Transcribe only part of the material below: the lines from the one containing "filename crates/api/src/main.rs" through the one containing "use tracing_subscriber::EnvFilter;", inclusive, exactly as written.

Extracted entries
-- -- --

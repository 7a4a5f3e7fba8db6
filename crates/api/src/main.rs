use axum::{
    extract::{Path, State},
    http::StatusCode,
    routing::{get, post},
    Json, Router,
};
use serde::Serialize;
use sqlx::PgPool;
use std::sync::Arc;
use tower_http::trace::TraceLayer;
use tracing_subscriber::EnvFilter;
use tracing_subscriber::{layer::SubscriberExt, util::SubscriberInitExt};
use uuid::Uuid;

use nutriwise_core::catalog::{CatalogStore, StaticCatalog};
use nutriwise_core::domain::contract::ProfileRequest;
use nutriwise_core::domain::stack::Stack;
use nutriwise_core::domain::supplement::SupplementCandidate;
use nutriwise_core::stack::{build_stack, StackOptions};
use nutriwise_core::storage::catalog::PgCatalog;
use nutriwise_core::storage::stacks::StoredStack;

#[tokio::main]
async fn main() -> anyhow::Result<()> {
    dotenvy::dotenv().ok();

    let settings = nutriwise_core::config::Settings::from_env()?;
    let _sentry_guard = init_sentry(&settings);

    tracing_subscriber::registry()
        .with(EnvFilter::from_default_env())
        .with(tracing_subscriber::fmt::layer())
        .with(sentry_tracing::layer())
        .init();
    let pool: Option<PgPool> = match settings.require_database_url() {
        Ok(db_url) => match sqlx::postgres::PgPoolOptions::new()
            .max_connections(5)
            .connect(db_url)
            .await
        {
            Ok(pool) => match nutriwise_core::storage::migrate(&pool).await {
                Ok(()) => Some(pool),
                Err(e) => {
                    sentry_anyhow::capture_anyhow(&e);
                    tracing::error!(error = %e, "db migrations failed; starting API in degraded mode");
                    None
                }
            },
            Err(e) => {
                let err = anyhow::Error::new(e);
                sentry_anyhow::capture_anyhow(&err);
                tracing::error!(error = %err, "db connect failed; starting API in degraded mode");
                None
            }
        },
        Err(e) => {
            tracing::warn!(error = %e, "DATABASE_URL missing; starting API in degraded mode");
            None
        }
    };

    let state = AppState::new(pool, StackOptions::from_env());
    let app = router(state);

    let port: u16 = std::env::var("PORT")
        .ok()
        .and_then(|v| v.parse().ok())
        .unwrap_or(3000);
    let addr = std::net::SocketAddr::from(([0, 0, 0, 0], port));

    tracing::info!(%addr, "api listening");

    let listener = tokio::net::TcpListener::bind(addr).await?;
    axum::serve(listener, app)
        .with_graceful_shutdown(shutdown_signal())
        .await?;

    Ok(())
}

fn router(state: AppState) -> Router {
    Router::new()
        .route("/healthz", get(healthz))
        .route("/candidates", get(list_candidates))
        .route("/stacks", post(create_stack))
        .route("/stacks/latest", get(get_latest_stack))
        .route("/stacks/:stack_id", get(get_stack_by_id))
        .with_state(state)
        .layer(TraceLayer::new_for_http())
}

async fn healthz() -> &'static str {
    "ok"
}

#[derive(Clone)]
struct AppState {
    pool: Option<PgPool>,
    static_catalog: Arc<StaticCatalog>,
    stack_options: StackOptions,
}

impl AppState {
    fn new(pool: Option<PgPool>, stack_options: StackOptions) -> Self {
        Self {
            pool,
            static_catalog: Arc::new(StaticCatalog::default()),
            stack_options,
        }
    }

    /// The DB catalog when it has rows, otherwise the built-in one.
    async fn load_catalog(&self) -> anyhow::Result<(&'static str, Vec<SupplementCandidate>)> {
        if let Some(pool) = &self.pool {
            let store = PgCatalog::new(pool.clone());
            let candidates = store.list_candidates().await?;
            if !candidates.is_empty() {
                return Ok((store.store_name(), candidates));
            }
            tracing::warn!("supplement_candidates is empty; using built-in catalog");
        }

        let candidates = self.static_catalog.list_candidates().await?;
        Ok((self.static_catalog.store_name(), candidates))
    }
}

#[derive(Debug, Serialize)]
struct ApiCatalog {
    catalog_source: &'static str,
    candidates: Vec<SupplementCandidate>,
}

#[derive(Debug, Serialize)]
struct ApiStack {
    stack_id: Option<Uuid>,
    catalog_source: &'static str,
    stack: Stack,
}

async fn list_candidates(State(state): State<AppState>) -> Result<Json<ApiCatalog>, StatusCode> {
    let (catalog_source, candidates) = state.load_catalog().await.map_err(|e| {
        sentry_anyhow::capture_anyhow(&e);
        StatusCode::INTERNAL_SERVER_ERROR
    })?;

    Ok(Json(ApiCatalog {
        catalog_source,
        candidates,
    }))
}

async fn create_stack(
    State(state): State<AppState>,
    Json(request): Json<ProfileRequest>,
) -> Result<Json<ApiStack>, StatusCode> {
    let profile = request.validate_and_into_profile().map_err(|e| {
        tracing::info!(error = %e, "rejected profile");
        StatusCode::BAD_REQUEST
    })?;

    let (catalog_source, candidates) = state.load_catalog().await.map_err(|e| {
        sentry_anyhow::capture_anyhow(&e);
        StatusCode::INTERNAL_SERVER_ERROR
    })?;

    let stack = build_stack(&profile, &candidates, &state.stack_options);

    let mut stack_id = None;
    if let Some(pool) = &state.pool {
        match nutriwise_core::storage::stacks::persist_stack(pool, &profile, catalog_source, &stack)
            .await
        {
            Ok(id) => stack_id = Some(id),
            Err(e) => {
                sentry_anyhow::capture_anyhow(&e);
                tracing::error!(error = %e, "persist stack failed; returning unsaved stack");
            }
        }
    }

    tracing::info!(
        ?stack_id,
        catalog_source,
        items = stack.supplements.len(),
        total_monthly_cost = stack.total_monthly_cost,
        "stack built"
    );

    Ok(Json(ApiStack {
        stack_id,
        catalog_source,
        stack,
    }))
}

async fn get_latest_stack(State(state): State<AppState>) -> Result<Json<StoredStack>, StatusCode> {
    let Some(pool) = &state.pool else {
        return Err(StatusCode::SERVICE_UNAVAILABLE);
    };

    let stored = nutriwise_core::storage::stacks::fetch_stack(pool, None)
        .await
        .map_err(|e| {
            sentry_anyhow::capture_anyhow(&e);
            StatusCode::INTERNAL_SERVER_ERROR
        })?
        .ok_or(StatusCode::NOT_FOUND)?;

    Ok(Json(stored))
}

async fn get_stack_by_id(
    State(state): State<AppState>,
    Path(stack_id): Path<String>,
) -> Result<Json<StoredStack>, StatusCode> {
    let Some(pool) = &state.pool else {
        return Err(StatusCode::SERVICE_UNAVAILABLE);
    };

    let stack_id = Uuid::parse_str(&stack_id).map_err(|_| StatusCode::BAD_REQUEST)?;

    let stored = nutriwise_core::storage::stacks::fetch_stack(pool, Some(stack_id))
        .await
        .map_err(|e| {
            sentry_anyhow::capture_anyhow(&e);
            StatusCode::INTERNAL_SERVER_ERROR
        })?
        .ok_or(StatusCode::NOT_FOUND)?;

    Ok(Json(stored))
}

async fn shutdown_signal() {
    let _ = tokio::signal::ctrl_c().await;
}

fn init_sentry(settings: &nutriwise_core::config::Settings) -> Option<sentry::ClientInitGuard> {
    let dsn = settings.sentry_dsn.as_deref()?;
    Some(sentry::init((
        dsn,
        sentry::ClientOptions {
            release: sentry::release_name!(),
            ..Default::default()
        },
    )))
}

-- -- --

Result of this task
filename crates/api/src/main.rs
use axum::{
    extract::{Path, State},
    http::StatusCode,
    routing::{get, post},
    Json, Router,
};
use serde::Serialize;
use sqlx::PgPool;
use std::sync::Arc;
use tower_http::trace::TraceLayer;
use tracing_subscriber::EnvFilter;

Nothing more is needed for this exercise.